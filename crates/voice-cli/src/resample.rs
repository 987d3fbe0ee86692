//! Offline mono resample to the player rate.
//!
//! Uses Rubato's sinc resampler over fixed-size input chunks, with the final short chunk
//! processed as a partial block. Zero-length blocks then flush the delay line, and the
//! resampler's output delay is trimmed so the result lines up with the input.

use anyhow::{Result, anyhow};
use audioadapter_buffers::direct::InterleavedSlice;
use rubato::{
    Async, FixedAsync, Indexing, Resampler, SincInterpolationParameters, SincInterpolationType,
    WindowFunction, calculate_cutoff,
};

/// Input block size in frames.
const CHUNK_FRAMES: usize = 1024;

/// Upper bound on tail flushes; one normally covers the sinc delay.
const MAX_FLUSHES: usize = 4;

/// Resample mono `samples` from `src_rate` to `dst_rate`. Equal rates pass through.
pub fn resample_mono(samples: &[f32], src_rate: u32, dst_rate: u32) -> Result<Vec<f32>> {
    if src_rate == 0 || dst_rate == 0 {
        return Err(anyhow!("invalid resample rates: {src_rate} -> {dst_rate}"));
    }
    if src_rate == dst_rate || samples.is_empty() {
        return Ok(samples.to_vec());
    }

    let f_ratio = dst_rate as f64 / src_rate as f64;

    let sinc_len = 128;
    let window = WindowFunction::BlackmanHarris2;
    let params = SincInterpolationParameters {
        sinc_len,
        f_cutoff: calculate_cutoff(sinc_len, window),
        interpolation: SincInterpolationType::Cubic,
        oversampling_factor: 256,
        window,
    };

    let mut resampler = Async::<f32>::new_sinc(
        f_ratio,
        1.1,
        &params,
        CHUNK_FRAMES,
        1,
        FixedAsync::Input,
    )
    .map_err(|e| anyhow!("resampler init error: {e}"))?;

    let out_capacity = (CHUNK_FRAMES as f64 * f_ratio * 1.1).ceil() as usize + 16;
    let mut out_block = vec![0.0f32; out_capacity];
    let mut output = Vec::with_capacity((samples.len() as f64 * f_ratio) as usize + out_capacity);

    let mut indexing = Indexing {
        input_offset: 0,
        output_offset: 0,
        active_channels_mask: None,
        partial_len: None,
    };

    for block in samples.chunks(CHUNK_FRAMES) {
        let frames = block.len();
        let input_adapter = InterleavedSlice::new(block, 1, frames)
            .map_err(|e| anyhow!("interleaved slice (input) error: {e}"))?;
        let mut output_adapter = InterleavedSlice::new_mut(&mut out_block, 1, out_capacity)
            .map_err(|e| anyhow!("interleaved slice (output) error: {e}"))?;

        indexing.input_offset = 0;
        indexing.output_offset = 0;
        indexing.partial_len = (frames < CHUNK_FRAMES).then_some(frames);

        let (_nbr_in, nbr_out) = resampler
            .process_into_buffer(&input_adapter, &mut output_adapter, Some(&indexing))
            .map_err(|e| anyhow!("resampler process error: {e}"))?;
        output.extend_from_slice(&out_block[..nbr_out]);
    }

    let delay = resampler.output_delay();
    let expected = (samples.len() as f64 * f_ratio).round() as usize;
    let empty: [f32; 0] = [];
    for _ in 0..MAX_FLUSHES {
        if output.len() >= delay + expected {
            break;
        }
        let input_adapter = InterleavedSlice::new(&empty[..], 1, 0)
            .map_err(|e| anyhow!("interleaved slice (flush) error: {e}"))?;
        let mut output_adapter = InterleavedSlice::new_mut(&mut out_block, 1, out_capacity)
            .map_err(|e| anyhow!("interleaved slice (output) error: {e}"))?;
        indexing.input_offset = 0;
        indexing.output_offset = 0;
        indexing.partial_len = Some(0);
        let (_nbr_in, nbr_out) = resampler
            .process_into_buffer(&input_adapter, &mut output_adapter, Some(&indexing))
            .map_err(|e| anyhow!("resampler flush error: {e}"))?;
        output.extend_from_slice(&out_block[..nbr_out]);
    }
    output.drain(..delay.min(output.len()));
    output.truncate(expected);

    tracing::debug!(
        src_rate,
        dst_rate,
        in_frames = samples.len(),
        out_frames = output.len(),
        "resampled"
    );
    Ok(output)
}

#[cfg(test)]
mod tests {
    use super::*;

    #[test]
    fn equal_rates_pass_through() {
        let input = vec![0.1, 0.2, 0.3];
        assert_eq!(resample_mono(&input, 24_000, 24_000).unwrap(), input);
    }

    #[test]
    fn zero_rate_is_rejected() {
        assert!(resample_mono(&[0.0], 0, 24_000).is_err());
    }

    #[test]
    fn downsample_keeps_exact_duration() {
        let input: Vec<f32> = (0..4_800).map(|i| ((i as f32) * 0.01).sin() * 0.5).collect();
        let out = resample_mono(&input, 48_000, 24_000).unwrap();
        assert_eq!(out.len(), 2_400);
        assert!(out.iter().all(|s| s.is_finite() && s.abs() <= 1.0));
    }

    #[test]
    fn tail_survives_resampling() {
        // Silence, then a constant level over the last 10 ms.
        let mut input = vec![0.0f32; 4_320];
        input.extend(std::iter::repeat_n(0.5f32, 480));
        let out = resample_mono(&input, 48_000, 24_000).unwrap();
        assert_eq!(out.len(), 2_400);
        let tail = &out[2_300..2_350];
        assert!(
            tail.iter().all(|s| (s - 0.5).abs() < 0.05),
            "tail not preserved: {tail:?}"
        );
    }
}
= = = = = = =
▶ TASK STATEMENT: Extract every entry above as it appears.

▶ YOUR SOLUTION:
filename crates/voice-cli/src/resample.rs
repository 987d3fbe0ee86692
//! Offline mono resample to the player rate.
//!
//! Uses Rubato's sinc resampler over fixed-size input chunks, with the final short chunk
//! processed as a partial block. Zero-length blocks then flush the delay line, and the
//! resampler's output delay is trimmed so the result lines up with the input.

use anyhow::{Result, anyhow};
use audioadapter_buffers::direct::InterleavedSlice;
use rubato::{
    Async, FixedAsync, Indexing, Resampler, SincInterpolationParameters, SincInterpolationType,
    WindowFunction, calculate_cutoff,
};

/// Input block size in frames.
const CHUNK_FRAMES: usize = 1024;

/// Upper bound on tail flushes; one normally covers the sinc delay.
const MAX_FLUSHES: usize = 4;

/// Resample mono `samples` from `src_rate` to `dst_rate`. Equal rates pass through.
pub fn resample_mono(samples: &[f32], src_rate: u32, dst_rate: u32) -> Result<Vec<f32>> {
    if src_rate == 0 || dst_rate == 0 {
        return Err(anyhow!("invalid resample rates: {src_rate} -> {dst_rate}"));
    }
    if src_rate == dst_rate || samples.is_empty() {
        return Ok(samples.to_vec());
    }

    let f_ratio = dst_rate as f64 / src_rate as f64;

    let sinc_len = 128;
    let window = WindowFunction::BlackmanHarris2;
    let params = SincInterpolationParameters {
        sinc_len,
        f_cutoff: calculate_cutoff(sinc_len, window),
        interpolation: SincInterpolationType::Cubic,
        oversampling_factor: 256,
        window,
    };

    let mut resampler = Async::<f32>::new_sinc(
        f_ratio,
        1.1,
        &params,
        CHUNK_FRAMES,
        1,
        FixedAsync::Input,
    )
    .map_err(|e| anyhow!("resampler init error: {e}"))?;

    let out_capacity = (CHUNK_FRAMES as f64 * f_ratio * 1.1).ceil() as usize + 16;
    let mut out_block = vec![0.0f32; out_capacity];
    let mut output = Vec::with_capacity((samples.len() as f64 * f_ratio) as usize + out_capacity);

    let mut indexing = Indexing {
        input_offset: 0,
        output_offset: 0,
        active_channels_mask: None,
        partial_len: None,
    };

    for block in samples.chunks(CHUNK_FRAMES) {
        let frames = block.len();
        let input_adapter = InterleavedSlice::new(block, 1, frames)
            .map_err(|e| anyhow!("interleaved slice (input) error: {e}"))?;
        let mut output_adapter = InterleavedSlice::new_mut(&mut out_block, 1, out_capacity)
            .map_err(|e| anyhow!("interleaved slice (output) error: {e}"))?;

        indexing.input_offset = 0;
        indexing.output_offset = 0;
        indexing.partial_len = (frames < CHUNK_FRAMES).then_some(frames);

        let (_nbr_in, nbr_out) = resampler
            .process_into_buffer(&input_adapter, &mut output_adapter, Some(&indexing))
            .map_err(|e| anyhow!("resampler process error: {e}"))?;
        output.extend_from_slice(&out_block[..nbr_out]);
    }

    let delay = resampler.output_delay();
    let expected = (samples.len() as f64 * f_ratio).round() as usize;
    let empty: [f32; 0] = [];
    for _ in 0..MAX_FLUSHES {
        if output.len() >= delay + expected {
            break;
        }
        let input_adapter = InterleavedSlice::new(&empty[..], 1, 0)
            .map_err(|e| anyhow!("interleaved slice (flush) error: {e}"))?;
        let mut output_adapter = InterleavedSlice::new_mut(&mut out_block, 1, out_capacity)
            .map_err(|e| anyhow!("interleaved slice (output) error: {e}"))?;
        indexing.input_offset = 0;
        indexing.output_offset = 0;
        indexing.partial_len = Some(0);
        let (_nbr_in, nbr_out) = resampler
            .process_into_buffer(&input_adapter, &mut output_adapter, Some(&indexing))
            .map_err(|e| anyhow!("resampler flush error: {e}"))?;
        output.extend_from_slice(&out_block[..nbr_out]);
    }
    output.drain(..delay.min(output.len()));
    output.truncate(expected);

    tracing::debug!(
        src_rate,
        dst_rate,
        in_frames = samples.len(),
        out_frames = output.len(),
        "resampled"
    );
    Ok(output)
}

#[cfg(test)]
mod tests {
    use super::*;

    #[test]
    fn equal_rates_pass_through() {
        let input = vec![0.1, 0.2, 0.3];
        assert_eq!(resample_mono(&input, 24_000, 24_000).unwrap(), input);
    }

    #[test]
    fn zero_rate_is_rejected() {
        assert!(resample_mono(&[0.0], 0, 24_000).is_err());
    }

    #[test]
    fn downsample_keeps_exact_duration() {
        let input: Vec<f32> = (0..4_800).map(|i| ((i as f32) * 0.01).sin() * 0.5).collect();
        let out = resample_mono(&input, 48_000, 24_000).unwrap();
        assert_eq!(out.len(), 2_400);
        assert!(out.iter().all(|s| s.is_finite() && s.abs() <= 1.0));
    }

    #[test]
    fn tail_survives_resampling() {
        // Silence, then a constant level over the last 10 ms.
        let mut input = vec![0.0f32; 4_320];
        input.extend(std::iter::repeat_n(0.5f32, 480));
        let out = resample_mono(&input, 48_000, 24_000).unwrap();
        assert_eq!(out.len(), 2_400);
        let tail = &out[2_300..2_350];
        assert!(
            tail.iter().all(|s| (s - 0.5).abs() < 0.05),
            "tail not preserved: {tail:?}"
        );
    }
}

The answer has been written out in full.